> **Exercise goal**: Go through the material below and count the lines in which the word "Self" occurs; the only output is the number.

> **Source information**:
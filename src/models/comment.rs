//! Comment models

use chrono::NaiveDateTime;
use serde::Serialize;

#[derive(Debug, Clone, PartialEq, Eq, Serialize)]
pub struct CommentAuthor {
    pub id: i64,
    pub username: String,
    pub avatar_url: Option<String>,
}

#[derive(Debug, Clone, PartialEq, Eq, Serialize)]
pub struct Comment {
    pub id: i64,
    pub post_id: i64,
    pub author: CommentAuthor,
    pub content: String,
    pub created_at: NaiveDateTime,
    pub updated_at: Option<NaiveDateTime>,
}
//! Post and feed DTOs

use serde::{Deserialize, Serialize};

use super::{optional_timestamp, timestamp_or_epoch};
use crate::models::{FeedPost, Post, PostAuthor};

#[derive(Debug, Clone, Serialize, Deserialize)]
#[serde(rename_all = "camelCase")]
pub struct PostDto {
    pub id: i64,
    pub user_id: i64,

    #[serde(default)]
    pub content: Option<String>,

    #[serde(default)]
    pub media_url: Option<String>,

    pub created_at: String,

    #[serde(default)]
    pub updated_at: Option<String>,
}

/// Body for creating or updating a post
#[derive(Debug, Clone, Serialize)]
#[serde(rename_all = "camelCase")]
pub struct PostRequest {
    pub content: String,
    pub media_url: Option<String>,
}

#[derive(Debug, Clone, Serialize, Deserialize)]
#[serde(rename_all = "camelCase")]
pub struct FeedPostDto {
    pub id: i64,
    pub user_id: i64,

    #[serde(default)]
    pub username: Option<String>,

    #[serde(default)]
    pub user_avatar_url: Option<String>,

    #[serde(default)]
    pub content: Option<String>,

    #[serde(default)]
    pub media_url: Option<String>,

    #[serde(default)]
    pub like_count: u32,

    #[serde(default)]
    pub comment_count: u32,

    #[serde(default)]
    pub liked_by_current_user: bool,

    pub created_at: String,

    #[serde(default)]
    pub updated_at: Option<String>,
}

impl From<PostDto> for Post {
    fn from(dto: PostDto) -> Self {
        Post {
            id: dto.id,
            user_id: dto.user_id,
            content: dto.content.unwrap_or_default(),
            media_url: dto.media_url,
            created_at: timestamp_or_epoch(&dto.created_at),
            updated_at: optional_timestamp(dto.updated_at.as_deref()),
        }
    }
}

impl From<FeedPostDto> for FeedPost {
    fn from(dto: FeedPostDto) -> Self {
        FeedPost {
            id: dto.id,
            author: PostAuthor {
                id: dto.user_id,
                username: dto.username.unwrap_or_else(|| "Unknown".to_string()),
                avatar_url: dto.user_avatar_url,
            },
            content: dto.content.unwrap_or_default(),
            media_url: dto.media_url,
            like_count: dto.like_count,
            comment_count: dto.comment_count,
            is_liked_by_current_user: dto.liked_by_current_user,
            created_at: timestamp_or_epoch(&dto.created_at),
            updated_at: optional_timestamp(dto.updated_at.as_deref()),
        }
    }
}
//! Wire-format DTOs for the AgroHub backend and their domain mappings
//!
//! Every `From<Dto>` conversion here is total: malformed timestamps fall
//! back to the Unix epoch and unknown enum values map to an `Unknown` case.

mod auth;
mod comment;
mod error;
mod follow;
mod like;
mod notification;
mod page;
mod post;
mod user;
mod weather;

use chrono::{DateTime, NaiveDateTime};

pub use auth::{
    LoginRequest, LoginResponse, RefreshTokenRequest, RefreshTokenResponse, RegisterRequest,
};
pub use comment::{CommentDto, CreateCommentRequest, UpdateCommentRequest};
pub use error::ErrorResponse;
pub use follow::{FollowStatsDto, FollowStatusDto};
pub use like::{BatchLikeCountRequest, BatchLikeCountResponse, LikeCountDto, LikeStatusDto};
pub use notification::NotificationDto;
pub use page::{PageDto, PageableDto};
pub use post::{FeedPostDto, PostDto, PostRequest};
pub use user::UserProfileDto;
pub use weather::WeatherResponseDto;

/// Parse a backend timestamp.
///
/// Accepts RFC 3339 (keeping the local wall time) and zone-less ISO 8601.
pub fn parse_timestamp(value: &str) -> Option<NaiveDateTime> {
    let value = value.trim();
    if let Ok(zoned) = DateTime::parse_from_rfc3339(value) {
        return Some(zoned.naive_local());
    }
    NaiveDateTime::parse_from_str(value, "%Y-%m-%dT%H:%M:%S%.f")
        .or_else(|_| NaiveDateTime::parse_from_str(value, "%Y-%m-%d %H:%M:%S%.f"))
        .ok()
}

/// Like [`parse_timestamp`], falling back to the Unix epoch.
pub(crate) fn timestamp_or_epoch(value: &str) -> NaiveDateTime {
    parse_timestamp(value).unwrap_or_default()
}

pub(crate) fn optional_timestamp(value: Option<&str>) -> Option<NaiveDateTime> {
    value.and_then(parse_timestamp)
}
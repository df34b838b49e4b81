//! Domain models handed to callers
//!
//! These are the mapped, caller-facing representations of backend
//! resources. Wire formats live in [`crate::api`].

mod auth;
mod comment;
mod notification;
mod paged;
mod post;
mod social;
mod user;
mod weather;

pub use auth::LoginResult;
pub use comment::{Comment, CommentAuthor};
pub use notification::{Notification, NotificationActor, NotificationType};
pub use paged::PagedData;
pub use post::{FeedPost, Post, PostAuthor};
pub use social::FollowStats;
pub use user::{ProfileInput, User};
pub use weather::{CurrentConditions, ForecastDay, WeatherAlert, WeatherForecast, WeatherLocation};
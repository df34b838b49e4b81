//! JSON output formatting

use chrono::Utc;
use serde::Serialize;

/// Wrapper for JSON output with metadata
#[derive(Debug, Serialize)]
pub struct JsonOutput<T> {
    pub data: T,
    pub meta: Metadata,
}

/// Metadata included in JSON output
#[derive(Debug, Serialize)]
pub struct Metadata {
    /// Timestamp of the response
    pub timestamp: String,

    /// CLI version
    pub version: String,
}

impl<T> JsonOutput<T> {
    pub fn new(data: T) -> Self {
        Self {
            data,
            meta: Metadata {
                timestamp: Utc::now().to_rfc3339(),
                version: env!("CARGO_PKG_VERSION").to_string(),
            },
        }
    }
}

/// Format data as pretty-printed JSON
pub fn format_json<T: Serialize + ?Sized>(data: &T) -> Result<String, serde_json::Error> {
    serde_json::to_string_pretty(&JsonOutput::new(data))
}

#[cfg(test)]
mod tests {
    use super::*;

    use agrohub::models::{FollowStats, PagedData};

    #[test]
    fn test_envelope_fields() {
        let stats = FollowStats {
            followers_count: 12,
            following_count: 3,
        };
        let result = format_json(&stats).unwrap();

        assert!(result.contains("\"followers_count\": 12"));
        assert!(result.contains("\"meta\""));
        assert!(result.contains(&format!("\"version\": \"{}\"", env!("CARGO_PKG_VERSION"))));
    }

    #[test]
    fn test_empty_page() {
        let page: PagedData<FollowStats> = PagedData {
            items: vec![],
            current_page: 0,
            page_size: 20,
            total_elements: 0,
            total_pages: 0,
            is_last_page: true,
        };
        let value: serde_json::Value = serde_json::from_str(&format_json(&page).unwrap()).unwrap();

        assert_eq!(value["data"]["items"], serde_json::json!([]));
        assert_eq!(value["data"]["is_last_page"], true);
        assert!(value["meta"]["timestamp"].is_string());
    }
}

> **Response**: 4